Extensive research into the genomic and transcriptomic profiles of cancer has identified important biomarkers of prognosis. High-throughput profiling of the cancer proteome will give us further insight into factors that drive the malignant phenotype and underlie treatment response and resistance in individual ovarian cancer (OC) sub-types. The feasibility of reliable proteomics analysis of tissues has been enabled by using Pressure Cycling Technology (PCT) to digest small tissue samples, followed by SWATH-MS. Advantages of SWATH-MS include favourable sensitivity and reproducibility comparable to targeted proteomics, but without the need to optimise an assay prior to data collection.

Cancer tissues are complex specimens and some tumours, including OC, can be large. An important requirement for comparative proteomic analysis is that the effect of tissue composition and sub-sampling is understood. Therefore, the aims of this study are to i) establish a pre-analytical workflow for PCT-SWATH-MS analysis of OC and ii) investigate the inter- and intra-individual proteomic variability in multiple sub-samples from primary and matched metastatic disease.

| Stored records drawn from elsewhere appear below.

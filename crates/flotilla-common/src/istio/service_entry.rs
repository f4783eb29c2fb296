//! Istio ServiceEntry subset
//!
//! The host of each ServiceEntry is a Flotilla global FQDN; its endpoints
//! are either remote mesh-ingress gateways or cluster-local Service FQDNs.

use std::collections::BTreeMap;

use kube::CustomResource;
use schemars::JsonSchema;
use serde::{Deserialize, Serialize};

/// ServiceEntry spec (`networking.istio.io/v1alpha3`)
#[derive(CustomResource, Clone, Debug, Default, Deserialize, Serialize, JsonSchema, PartialEq)]
#[kube(
    group = "networking.istio.io",
    version = "v1alpha3",
    kind = "ServiceEntry",
    plural = "serviceentries",
    namespaced
)]
#[serde(rename_all = "camelCase")]
pub struct ServiceEntrySpec {
    /// Hosts this entry resolves; exactly one global FQDN per entry
    pub hosts: Vec<String>,

    /// Virtual IPs assigned to the hosts (one VIP per entry)
    #[serde(default, skip_serializing_if = "Vec::is_empty")]
    pub addresses: Vec<String>,

    /// Declared ports
    #[serde(default, skip_serializing_if = "Vec::is_empty")]
    pub ports: Vec<ServiceEntryPort>,

    /// MESH_INTERNAL or MESH_EXTERNAL
    pub location: String,

    /// DNS, STATIC, or NONE
    pub resolution: String,

    /// SPIFFE SubjectAltNames, present only when SAN generation is enabled
    #[serde(default, skip_serializing_if = "Option::is_none")]
    pub subject_alt_names: Option<Vec<String>>,

    /// One endpoint per hosting cluster (or per weighted Service locally)
    #[serde(default, skip_serializing_if = "Vec::is_empty")]
    pub endpoints: Vec<WorkloadEntry>,
}

/// A port declared on a ServiceEntry
#[derive(Clone, Debug, Default, Deserialize, Serialize, JsonSchema, PartialEq)]
#[serde(rename_all = "camelCase")]
pub struct ServiceEntryPort {
    /// Port number
    pub number: u32,
    /// Port name
    pub name: String,
    /// Protocol (HTTP, GRPC, TCP, ...)
    pub protocol: String,
}

/// An endpoint of a ServiceEntry (inlined WorkloadEntry)
#[derive(Clone, Debug, Default, Deserialize, Serialize, JsonSchema, PartialEq)]
#[serde(rename_all = "camelCase")]
pub struct WorkloadEntry {
    /// Endpoint address: ingress LB address remotely, Service FQDN locally.
    /// May be empty when the hosting cluster's ingress is not provisioned yet.
    #[serde(default)]
    pub address: String,

    /// Port name → target port
    #[serde(default, skip_serializing_if = "BTreeMap::is_empty")]
    pub ports: BTreeMap<String, u32>,

    /// Endpoint locality (region of the hosting cluster)
    #[serde(default, skip_serializing_if = "Option::is_none")]
    pub locality: Option<String>,

    /// Relative traffic weight (canary expansion only)
    #[serde(default, skip_serializing_if = "Option::is_none")]
    pub weight: Option<u32>,
}

impl WorkloadEntry {
    /// Endpoint pointing at a cluster's mesh-ingress gateway
    pub fn remote(address: &str, locality: Option<&str>, protocol: &str, port: u32) -> Self {
        Self {
            address: address.to_string(),
            ports: BTreeMap::from([(protocol.to_string(), port)]),
            locality: locality.map(str::to_string),
            weight: None,
        }
    }
}

impl ServiceEntrySpec {
    /// Initial draft for a global FQDN: VIP assigned, no endpoints yet
    pub fn draft(
        host: &str,
        address: &str,
        protocol: &str,
        port: u32,
        subject_alt_names: Option<Vec<String>>,
    ) -> Self {
        Self {
            hosts: vec![host.to_string()],
            addresses: vec![address.to_string()],
            ports: vec![ServiceEntryPort {
                number: port,
                name: protocol.to_string(),
                protocol: protocol.to_string(),
            }],
            location: super::MESH_INTERNAL.to_string(),
            resolution: super::RESOLUTION_DNS.to_string(),
            subject_alt_names,
            endpoints: Vec::new(),
        }
    }

    /// The single host of this entry
    pub fn host(&self) -> &str {
        self.hosts.first().map(String::as_str).unwrap_or_default()
    }
}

Eleven high-grade serous OC cases were identified for this pilot study through the Gynaecology Oncology Biobank at Westmead Hospital. To assess tissue content, each specimen was cryo-sectioned and stained with haematoxylin and eosin (H&E). Two to five areas with varying cancer and stromal content were cored from frozen tissue (CryoXtract CXT350). A second H&E stained section was taken to confirm the cored areas. The cores were transected to give smaller segments (4-11 segments per core). The median wet weight of the samples was 2.5 mg (ranging from 0.4-6.3 mg). A total of 469 sub-samples from 21 matched primary and metastatic specimens were prepared for PCT-SWATH-MS.

A pre-analytical workflow for coring frozen ovarian tumours has been established and methods have been optimised for sample processing. A strategy was developed to reduce potential batch effects and samples analysed by SWATH-MS.